Cosmopolitanism is an important word to understand Marías.

Cosmopolitan had been the history of his family

as a result of the internal exile of Julián Marías from the 60s. Expelled from the university, the philosopher, a Catholic and bourgeois republican raised in the Faculty of Philosophy of Madrid in which Ortega reigned and Gasset, went to the United States to teach in

colleges

(for girls at first) and to write, despite the fact that his English, throughout his life, was very precarious.

Javier Marías was also cosmopolitan by opposition.

His name began to become popular in the early 1970s, at a time when the discussion in Spanish narrative was torn between the political realism of the writers linked to the PCE and their neo-

modernist opposition .

embodied by Francisco Umbral.

Umbral was a friend at first and later, for many years, something similar to Marías's nemesis: he was a purebred (but also an afrancesado) who spoke of Valle and Rubén, of Galdosian settings and strictly Madrid forms of bohemia.

Faced with these positions, that of the socialists and that of the young people from Café Gijón, Javier Marías spoke of the great world, English literature, pop culture, cinephilia and the refinements of high academic culture.

His books were full of allusions to Shakespeare, to the

nouveau roman

, to

Tristram Shandy

who was always his private paradise... He represented a new way of being Spanish, educated, carefree and European.

He was not alone in that quest.

Marías was a generational companion of

the Novísimos poets

, who were also cosmopolitan although in another way, more evoked than vital.

And he opened the door to many of the intellectuals who have played a leading role in the culture of Spanish democracy, from Savater to Luis Antonio de Villena, from Félix de Azúa to Enrique Vila Matas and Álvaro Pombo.
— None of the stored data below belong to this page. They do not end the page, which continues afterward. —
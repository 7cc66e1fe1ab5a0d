//! Heterogeneous graph data structures for node-classification flows.
//!
//! A [`HeteroGraph`] tracks per-type node counts and, for the target node type
//! (the *category*), one homogeneous neighbor view per named metapath. The
//! metapath views are what the model aggregates over and what the neighbor
//! sampler traverses; the full typed edge set never needs to be materialized
//! here.

use std::collections::{HashMap, HashSet};
use std::fmt;

use ndarray::{Array1, Array2};

#[cfg(feature = "serde")]
use serde::{Deserialize, Serialize};

use crate::errors::HgnnError;

/// Node identifier, local to one node type.
pub type NodeIndex = usize;

/// Node type name -> dense feature matrix `[num_nodes, feature_dim]`.
pub type FeatureDict = HashMap<String, Array2<f32>>;

/// Dense class labels indexed by category-node identifier. Entries outside
/// the labeled splits are never read.
pub type LabelVector = Array1<usize>;

/// Named dataset splits over the category node type.
#[cfg_attr(feature = "serde", derive(Serialize, Deserialize))]
#[derive(Debug, Clone, Copy, PartialEq, Eq, Hash)]
pub enum Split {
    Train,
    Valid,
    Test,
    Pred,
}

impl fmt::Display for Split {
    fn fmt(&self, f: &mut fmt::Formatter<'_>) -> fmt::Result {
        match self {
            Split::Train => write!(f, "train"),
            Split::Valid => write!(f, "valid"),
            Split::Test => write!(f, "test"),
            Split::Pred => write!(f, "pred"),
        }
    }
}

/// Homogeneous neighbor view over the category nodes induced by one metapath.
#[cfg_attr(feature = "serde", derive(Serialize, Deserialize))]
#[derive(Debug, Clone)]
pub struct MetapathGraph {
    neighbors: Vec<Vec<NodeIndex>>,
}

impl MetapathGraph {
    /// Build the view from `(source, target)` pairs over `num_nodes` category
    /// nodes. Each pair records `target` as a neighbor of `source`.
    pub fn new(num_nodes: usize, edges: &[(NodeIndex, NodeIndex)]) -> Result<Self, HgnnError> {
        let mut neighbors = vec![Vec::new(); num_nodes];
        for &(src, dst) in edges {
            if src >= num_nodes || dst >= num_nodes {
                return Err(HgnnError::InvalidInput(format!(
                    "edge ({src}, {dst}) out of bounds for {num_nodes} nodes"
                )));
            }
            neighbors[src].push(dst);
        }
        Ok(Self { neighbors })
    }

    pub fn num_nodes(&self) -> usize {
        self.neighbors.len()
    }

    pub fn neighbors(&self, node: NodeIndex) -> &[NodeIndex] {
        &self.neighbors[node]
    }

    pub fn max_degree(&self) -> usize {
        self.neighbors.iter().map(Vec::len).max().unwrap_or(0)
    }
}

/// Heterogeneous graph handle: typed node counts plus the metapath views over
/// the category type. Borrowed read-only by the flows for the lifetime of a
/// training run.
#[cfg_attr(feature = "serde", derive(Serialize, Deserialize))]
#[derive(Debug, Clone)]
pub struct HeteroGraph {
    category: String,
    node_counts: HashMap<String, usize>,
    metapaths: HashMap<String, MetapathGraph>,
}

impl HeteroGraph {
    pub fn new(category: impl Into<String>, node_counts: HashMap<String, usize>) -> Result<Self, HgnnError> {
        let category = category.into();
        if !node_counts.contains_key(&category) {
            return Err(HgnnError::InvalidInput(format!(
                "category node type '{category}' missing from node counts"
            )));
        }
        Ok(Self {
            category,
            node_counts,
            metapaths: HashMap::new(),
        })
    }

    /// Register a metapath view. Its node count must match the category type.
    pub fn add_metapath(
        &mut self,
        name: impl Into<String>,
        view: MetapathGraph,
    ) -> Result<(), HgnnError> {
        let name = name.into();
        if view.num_nodes() != self.num_category_nodes() {
            return Err(HgnnError::DimensionMismatch(format!(
                "metapath '{}' covers {} nodes, expected {} ('{}' nodes)",
                name,
                view.num_nodes(),
                self.num_category_nodes(),
                self.category
            )));
        }
        self.metapaths.insert(name, view);
        Ok(())
    }

    pub fn category(&self) -> &str {
        &self.category
    }

    pub fn num_nodes(&self, node_type: &str) -> Option<usize> {
        self.node_counts.get(node_type).copied()
    }

    pub fn num_category_nodes(&self) -> usize {
        self.node_counts[&self.category]
    }

    pub fn metapath(&self, name: &str) -> Result<&MetapathGraph, HgnnError> {
        self.metapaths.get(name).ok_or_else(|| {
            HgnnError::InvalidInput(format!("unknown metapath '{name}'"))
        })
    }

    /// Registered metapath names in deterministic (sorted) order.
    pub fn metapath_names(&self) -> Vec<&str> {
        let mut names: Vec<&str> = self.metapaths.keys().map(String::as_str).collect();
        names.sort_unstable();
        names
    }
}

/// Train/valid/test/prediction index sets over the category nodes.
///
/// The prediction set is optional; when present it holds unlabeled nodes whose
/// outputs are exported at the end of a run.
#[cfg_attr(feature = "serde", derive(Serialize, Deserialize))]
#[derive(Debug, Clone, Default)]
pub struct SplitIndices {
    pub train: Vec<NodeIndex>,
    pub valid: Vec<NodeIndex>,
    pub test: Vec<NodeIndex>,
    pub pred: Option<Vec<NodeIndex>>,
}

impl SplitIndices {
    /// Check bounds, per-split uniqueness, and pairwise disjointness against
    /// the category node count.
    pub fn validate(&self, num_nodes: usize) -> Result<(), HgnnError> {
        let mut seen: HashSet<NodeIndex> = HashSet::new();
        let named: [(&str, &[NodeIndex]); 4] = [
            ("train", &self.train),
            ("valid", &self.valid),
            ("test", &self.test),
            ("pred", self.pred.as_deref().unwrap_or(&[])),
        ];
        for (name, indices) in named {
            for &idx in indices {
                if idx >= num_nodes {
                    return Err(HgnnError::InvalidInput(format!(
                        "{name} index {idx} out of bounds for {num_nodes} nodes"
                    )));
                }
                if !seen.insert(idx) {
                    return Err(HgnnError::InvalidInput(format!(
                        "node {idx} appears in more than one split (or twice in {name})"
                    )));
                }
            }
        }
        Ok(())
    }

    pub fn get(&self, split: Split) -> Result<&[NodeIndex], HgnnError> {
        match split {
            Split::Train => Ok(&self.train),
            Split::Valid => Ok(&self.valid),
            Split::Test => Ok(&self.test),
            Split::Pred => self.pred.as_deref().ok_or_else(|| {
                HgnnError::InvalidConfiguration("no prediction split configured".to_string())
            }),
        }
    }
}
And it can also be said that his success, the success of his model, of a type of realism in which narration is an end in itself, blocked the path of

another tradition of more experimental writers linked to 1968

such as Julian Rios.

There is evidence to demonstrate the cosmopolitanism of Marias.

Javier Marías as intercultural agent

is the title of a university investigation in which Álvaro Marín García, a professor at the University of Kent, narrates the role of the novelist as an employee of the Alfaguara publishing house in the second half of the 1970s. Hyperactive employee.

Marías, according to Marín García's account, connected the publishing house with his European peers.

He translated texts, ordered books, bought rights, forged friendships and was up to date with what was happening in London and Paris

like no other publisher of his generation

.

The culmination of that hyperactive youth was the trip to Oxford, the years teaching at The Warden and College of the Souls of all Faithful People deceased in the University of Oxford, the school that later gave its name to

All Souls

( 1989).

What is interesting, in this case, is

to find the connection between professional life, between the experience of the boy from the Colegio Estudio who ends up teaching in England and his literary work

About him.

All Souls

, like his sister novels,

Black Back of Time

and

Your Face Tomorrow

they are what the Anglo-Saxons call "campus novels", a very rare genre in Spanish literature.

All Souls had more to do with Philip Larkin than with Juan Goytisolo.

With his English contemporaries McEwan, Barnes and Amis, plus Salman Rushdie, more than anything else.

In his last novels, Marías tended from the realist novel to a terrain between the psychological novel and the old-style adventure, whether it took the form of a war novel, a detective novel or a spy novel.

There was no modesty in the desire to find

pleasure in history

, without baroque or intellectualism.

Her books spoke of Spain, but not of the garbancera Spain that sometimes seems like a self-imposed sentence.

The real Spain was not always up to that

Marian

image .

For this reason, the writer sometimes tended to a moody sarcasm.

But that is also a youth thing.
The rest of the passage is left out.